Работу секции завершил доклад Натальи Харитоновой (НИУ ВШЭ / ИМЛИ РАН) «Испанцы без Испании, республиканцы без республики. Опыт исхода и эмиграции», в котором были рассмотрены особенности эмиграции испанских республиканцев после того, как фалангистские войска нанесли им поражение в 1939 году. Докладчицей были продемонстрированы наиболее характерные фрагменты свидетельств о пребывании беженцев во французских концентрационных лагерях, где они были размещены в январе—феврале 1939 года. За первые полгода от болезней, вызванных антисанитарией и отсутствием элементарных бытовых условий, скончались около 14 600 беженцев. В докладе были также описаны некоторые особенности освещения этого сюжета во французской прессе. Так, несмотря на отдельные сообщения об условиях содержания беженцев (хотя допуск журналистов в концентрационные лагеря был строго запрещен), уже в феврале 1939 года развернулась антииспанская кампания, в ходе которой испанцы объявлялись неблагодарными за оказанную французами помощь, назывались «дезертирами» и «социально опасными типами». Поскольку французское правительство стремилось минимизировать число республиканцев в стране, изначально для беженцев предусматривалось два сценария — репатриация и эмиграция в третьи страны. Таким образом, к концу 1939 года количество людей в лагерях стало существенно уменьшаться (с 280 тыс. в июне 1939 года до 180 тыс. к концу года). Докладчица рассмотрела дальнейшую судьбу беженцев, многие из которых затем отправились в Мексику, Колумбию и СССР. Так, если в Мексику эмигрировала большая часть людей свободных профессий, то в СССР принимали, главным образом, тех, кто состоял в коммунистической партии. Как показали воспоминания последних, несмотря на оказанный им теплый прием, 1939 год оставался в их сознании болезненным моментом поражения, и они целенаправленно избегали рассказов о нем. В дискуссии после доклада обсуждались вопросы, связанные со сценариями репатриации и реэмиграции беженцев. В частности, при возвращении в Испанию у многих бывших беженцев возникали проблемы — сложности с поиском работы, непризнание заключенных в эмиграции браков, двусмысленный статус рожденных в этих браках детей, идеологическое неприятие новых реалий, идеологически мотивированное отторжение со стороны местного населения и т.п.
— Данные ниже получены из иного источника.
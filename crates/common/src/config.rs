//! wg-admin configuration

use crate::types::{DEFAULT_KEEPALIVE, DEFAULT_LISTEN_PORT};
use crate::Result;
use serde::{Deserialize, Serialize};
use std::path::{Path, PathBuf};
use tracing::debug;

/// Settings read from the optional config file.
///
/// Command line flags and environment variables take precedence over
/// anything set here.
#[derive(Debug, Clone, PartialEq, Eq, Serialize, Deserialize)]
#[serde(default)]
pub struct AdminConfig {
    /// Store file path
    pub store_path: PathBuf,

    /// Network used when none is given on the command line
    pub default_network: Option<String>,

    /// Listen port for new servers
    pub default_port: u16,

    /// Forwarding device for new servers
    pub default_device: Option<String>,

    /// Persistent keepalive written into client configurations
    pub keepalive: u16,
}

impl Default for AdminConfig {
    fn default() -> Self {
        Self {
            store_path: crate::default_store_path(),
            default_network: None,
            default_port: DEFAULT_LISTEN_PORT,
            default_device: None,
            keepalive: DEFAULT_KEEPALIVE,
        }
    }
}

impl AdminConfig {
    /// Load configuration from file, falling back to defaults if it does not exist
    pub fn load(path: &Path) -> Result<Self> {
        if path.exists() {
            let content = std::fs::read_to_string(path)?;
            let config: Self = toml::from_str(&content)?;
            debug!("Loaded configuration from {:?}", path);
            Ok(config)
        } else {
            Ok(Self::default())
        }
    }
}

#[cfg(test)]
mod tests {
    use super::*;
    use crate::Error;
    use tempfile::TempDir;

    #[test]
    fn test_missing_file_gives_defaults() {
        let tmp = TempDir::new().unwrap();
        let config = AdminConfig::load(&tmp.path().join("absent.toml")).unwrap();
        assert_eq!(config, AdminConfig::default());
        assert_eq!(config.default_port, 51820);
        assert_eq!(config.keepalive, 25);
    }

    #[test]
    fn test_partial_file_keeps_other_defaults() {
        let tmp = TempDir::new().unwrap();
        let path = tmp.path().join("wg-admin.toml");
        std::fs::write(
            &path,
            "store_path = \"/var/lib/wg-admin.json\"\ndefault_network = \"10.1.2.0/24\"\ndefault_port = 4500\n",
        )
        .unwrap();

        let config = AdminConfig::load(&path).unwrap();
        assert_eq!(config.store_path, PathBuf::from("/var/lib/wg-admin.json"));
        assert_eq!(config.default_network.as_deref(), Some("10.1.2.0/24"));
        assert_eq!(config.default_port, 4500);
        assert_eq!(config.default_device, None);
        assert_eq!(config.keepalive, DEFAULT_KEEPALIVE);
    }

    #[test]
    fn test_invalid_file() {
        let tmp = TempDir::new().unwrap();
        let path = tmp.path().join("wg-admin.toml");
        std::fs::write(&path, "default_port = \"many\"\n").unwrap();
        assert!(matches!(AdminConfig::load(&path), Err(Error::Config(_))));
    }
}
[1] Как отметил докладчик, подлинность этой речи подвергается сомнению наиболее авторитетными историками.
[2] Разговоры людей на воле были рассмотрены на примере «Сводок о настроениях населения», составленных Березниковским отделом НКВД и направленных им в городские партийные органы в сентябре 1939 года. Для докладчика представляла интерес относительная изолированность заключенных, поскольку речь шла о следственном изоляторе. В ходе дискуссии было уточнено, что эта изолированность все же оставалась относительной: заключенным были позволены свидания, а их состав редко, но пополнялся.
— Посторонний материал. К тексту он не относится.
use clap::Parser;
use tempfile::TempDir;
use wg_admin_cli::commands::client::{self, ClientCommands};
use wg_admin_cli::commands::config::{render, ConfigArgs};
use wg_admin_cli::commands::network::{self, NetworkCommands};
use wg_admin_cli::commands::server::{self, ServerCommands};
use wg_admin_cli::commands::{Context, NetworkArg};
use wg_admin_cli::output::OutputFormat;
use wg_admin_common::{AdminConfig, Error, Peer, Repository, NETWORK_ENV};

const NET: &str = "10.1.2.0/24";

fn context(tmp: &TempDir) -> Context {
    let repo = Repository::open(tmp.path().join("wg-admin.json")).unwrap();
    let config = AdminConfig {
        default_network: Some(NET.to_string()),
        ..AdminConfig::default()
    };
    Context::new(repo, config, OutputFormat::Json, false)
}

/// `server add` options as they would come off the command line
#[derive(Default)]
struct ServerFlags<'a> {
    network: Option<&'a str>,
    ip: Option<&'a str>,
    port: Option<u16>,
    allowed_ips: Option<&'a str>,
    device: Option<&'a str>,
}

impl ServerFlags<'_> {
    fn add(self, name: &str) -> ServerCommands {
        ServerCommands::Add {
            name: name.to_string(),
            network: NetworkArg {
                network: self.network.map(str::to_string),
            },
            ip: self.ip.map(str::to_string),
            port: self.port,
            allowed_ips: self.allowed_ips.map(str::to_string),
            device: self.device.map(str::to_string),
        }
    }
}

fn add_server(ctx: &mut Context, name: &str, ip: Option<&str>, device: Option<&str>) {
    let cmd = ServerFlags {
        ip,
        device,
        ..Default::default()
    }
    .add(name);
    server::execute(cmd, ctx).unwrap();
}

fn add_client(ctx: &mut Context, name: &str) {
    client::execute(
        ClientCommands::Add {
            name: name.to_string(),
            network: NetworkArg::default(),
            ip: None,
        },
        ctx,
    )
    .unwrap();
}

#[test]
fn peers_without_address_get_the_next_free_one() {
    let tmp = TempDir::new().unwrap();
    let mut ctx = context(&tmp);
    network::execute(NetworkCommands::Add { cidr: NET.to_string() }, &mut ctx).unwrap();

    add_server(&mut ctx, "vpn.example.com", None, Some("eth0"));
    add_client(&mut ctx, "alice");
    add_client(&mut ctx, "bob");

    let peers = ctx.repo.peers(NET).unwrap();
    let addresses: Vec<String> = peers.iter().map(|p| p.ip().to_string()).collect();
    assert_eq!(addresses, vec!["10.1.2.1", "10.1.2.2", "10.1.2.3"]);

    let server = ctx.repo.servers(NET).unwrap()[0].clone();
    assert_eq!(server.port, 51820);
    assert_eq!(server.allowed_ips.to_string(), NET);
    assert_eq!(server.device.as_deref(), Some("eth0"));
}

#[test]
fn explicit_address_is_used() {
    let tmp = TempDir::new().unwrap();
    let mut ctx = context(&tmp);
    network::execute(NetworkCommands::Add { cidr: NET.to_string() }, &mut ctx).unwrap();

    add_server(&mut ctx, "vpn.example.com", Some("10.1.2.100"), None);
    add_client(&mut ctx, "alice");

    let found = ctx.repo.find_peer(NET, "vpn.example.com").unwrap();
    assert_eq!(found.ip().to_string(), "10.1.2.100");
    let found = ctx.repo.find_peer(NET, "alice").unwrap();
    assert_eq!(found.ip().to_string(), "10.1.2.1");
}

#[test]
fn missing_network_is_an_error() {
    let tmp = TempDir::new().unwrap();
    let mut ctx = context(&tmp);
    ctx.config.default_network = None;

    let result = client::execute(
        ClientCommands::Add {
            name: "alice".to_string(),
            network: NetworkArg::default(),
            ip: None,
        },
        &mut ctx,
    );
    assert!(result.is_err());
}

#[test]
fn config_dispatches_on_peer_kind() {
    let tmp = TempDir::new().unwrap();
    let mut ctx = context(&tmp);
    network::execute(NetworkCommands::Add { cidr: NET.to_string() }, &mut ctx).unwrap();
    add_server(&mut ctx, "vpn.example.com", None, None);
    add_client(&mut ctx, "alice");

    let alice_key = match ctx.repo.find_peer(NET, "alice").unwrap() {
        Peer::Client(c) => c.keys.public_key.clone(),
        Peer::Server(_) => panic!("alice should be a client"),
    };

    let server_conf = render(
        &ConfigArgs {
            name: "vpn.example.com".to_string(),
            network: NetworkArg::default(),
        },
        &ctx,
    )
    .unwrap();
    assert!(server_conf.contains("ListenPort = 51820"));
    assert!(server_conf.contains(&format!("PublicKey = {}", alice_key)));

    let client_conf = render(
        &ConfigArgs {
            name: "alice".to_string(),
            network: NetworkArg::default(),
        },
        &ctx,
    )
    .unwrap();
    assert!(client_conf.contains("Endpoint = vpn.example.com:51820"));
    assert!(client_conf.contains("Address = 10.1.2.2/24"));

    let missing = render(
        &ConfigArgs {
            name: "carol".to_string(),
            network: NetworkArg::default(),
        },
        &ctx,
    );
    assert!(missing.is_err());
}

/// Only the network selection, parsed the way the binary parses it
#[derive(Parser)]
struct NetworkFlags {
    #[command(flatten)]
    network: NetworkArg,
}

#[test]
fn network_flag_beats_config_file() {
    let tmp = TempDir::new().unwrap();
    let mut ctx = context(&tmp);
    network::execute(NetworkCommands::Add { cidr: "10.1.3.0/24".to_string() }, &mut ctx).unwrap();

    let flag = NetworkArg {
        network: Some("10.1.3.0/24".to_string()),
    };
    assert_eq!(ctx.network(&flag).unwrap(), "10.1.3.0/24");
    assert_eq!(ctx.network(&NetworkArg::default()).unwrap(), NET);

    client::execute(
        ClientCommands::Add {
            name: "alice".to_string(),
            network: flag,
            ip: None,
        },
        &mut ctx,
    )
    .unwrap();
    assert_eq!(ctx.repo.find_peer("10.1.3.0/24", "alice").unwrap().ip().to_string(), "10.1.3.1");
}

#[test]
fn network_env_beats_config_and_flag_beats_env() {
    let tmp = TempDir::new().unwrap();
    let ctx = context(&tmp);

    std::env::set_var(NETWORK_ENV, "10.7.0.0/16");
    let from_env = NetworkFlags::try_parse_from(["wg-admin"]).unwrap();
    let from_flag = NetworkFlags::try_parse_from(["wg-admin", "-n", "10.8.0.0/16"]).unwrap();
    std::env::remove_var(NETWORK_ENV);

    assert_eq!(ctx.network(&from_env.network).unwrap(), "10.7.0.0/16");
    assert_eq!(ctx.network(&from_flag.network).unwrap(), "10.8.0.0/16");
}

#[test]
fn config_file_supplies_server_defaults() {
    let tmp = TempDir::new().unwrap();
    let mut ctx = context(&tmp);
    ctx.config.default_port = 4600;
    ctx.config.default_device = Some("wg-uplink".to_string());
    network::execute(NetworkCommands::Add { cidr: NET.to_string() }, &mut ctx).unwrap();

    server::execute(ServerFlags::default().add("a.example.com"), &mut ctx).unwrap();
    server::execute(
        ServerFlags {
            port: Some(4700),
            device: Some("eth1"),
            ..Default::default()
        }
        .add("b.example.com"),
        &mut ctx,
    )
    .unwrap();

    let servers = ctx.repo.servers(NET).unwrap();
    assert_eq!(servers[0].port, 4600);
    assert_eq!(servers[0].device.as_deref(), Some("wg-uplink"));
    assert_eq!(servers[1].port, 4700);
    assert_eq!(servers[1].device.as_deref(), Some("eth1"));
}

#[test]
fn built_in_defaults_apply_without_config() {
    let tmp = TempDir::new().unwrap();
    let mut ctx = context(&tmp);
    ctx.config.default_network = None;
    assert!(ctx.network(&NetworkArg::default()).is_err());

    network::execute(NetworkCommands::Add { cidr: NET.to_string() }, &mut ctx).unwrap();
    server::execute(
        ServerFlags {
            network: Some(NET),
            ..Default::default()
        }
        .add("vpn.example.com"),
        &mut ctx,
    )
    .unwrap();

    let server = ctx.repo.servers(NET).unwrap()[0].clone();
    assert_eq!(server.port, 51820);
    assert_eq!(server.device, None);
}

#[test]
fn server_port_option() {
    let tmp = TempDir::new().unwrap();
    let mut ctx = context(&tmp);
    network::execute(NetworkCommands::Add { cidr: NET.to_string() }, &mut ctx).unwrap();

    server::execute(
        ServerFlags {
            port: Some(443),
            ..Default::default()
        }
        .add("vpn.example.com"),
        &mut ctx,
    )
    .unwrap();

    assert_eq!(ctx.repo.servers(NET).unwrap()[0].port, 443);
    let conf = render(
        &ConfigArgs {
            name: "vpn.example.com".to_string(),
            network: NetworkArg::default(),
        },
        &ctx,
    )
    .unwrap();
    assert!(conf.contains("ListenPort = 443"));
}

#[test]
fn server_allowed_ips_option() {
    let tmp = TempDir::new().unwrap();
    let mut ctx = context(&tmp);
    network::execute(NetworkCommands::Add { cidr: NET.to_string() }, &mut ctx).unwrap();

    server::execute(
        ServerFlags {
            allowed_ips: Some("10.0.0.0/8"),
            ..Default::default()
        }
        .add("vpn.example.com"),
        &mut ctx,
    )
    .unwrap();
    assert_eq!(ctx.repo.servers(NET).unwrap()[0].allowed_ips.to_string(), "10.0.0.0/8");

    let err = server::execute(
        ServerFlags {
            allowed_ips: Some("10.0.0.0/99"),
            ..Default::default()
        }
        .add("backup.example.com"),
        &mut ctx,
    )
    .unwrap_err();
    assert!(matches!(err.downcast_ref::<Error>(), Some(Error::MalformedNetwork(_))));
    assert_eq!(ctx.repo.servers(NET).unwrap().len(), 1);
}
[3] Книга была подготовлена к печати, но издана только в 1943 году под названием «Взаимодействие артиллерии с другими родами войск при прорыве укрепленной полосы 8-й русской армией у Станиславува» (М.: Военное издательство Наркомата обороны, 1943).
[4] Книга была издана под названием «Родительская общественность в помощь школе по коммунистическому воспитанию детей» (М.: Учпедгиз, 1952). Затем была переиздана в 1955 году тиражом 50 000 экз.
[5] В это время Журин занимался постановкой театральных спектаклей, которые показывали в различных гарнизонах. Перед показом спектакля Журин, как правило, читал лекцию.
[6] Опера «Семен Котко» и кантата «Александр Невский» Сергея Прокофьева, завершение оратории Юрия Шапорина «На поле Куликовом» на стихи Блока, с дополнениями Спиридона Дрожжина и Михаила Лозинского, 7-я симфония Льва Книппера, работа Книппера над оперой «Мария» на сюжет о дальневосточных пограничниках, постановка в Оперной студии им. Станиславского оперы Льва Степанова «Дарвазское ущелье», музыка Владимира Щербачева к фильму «Петр Первый».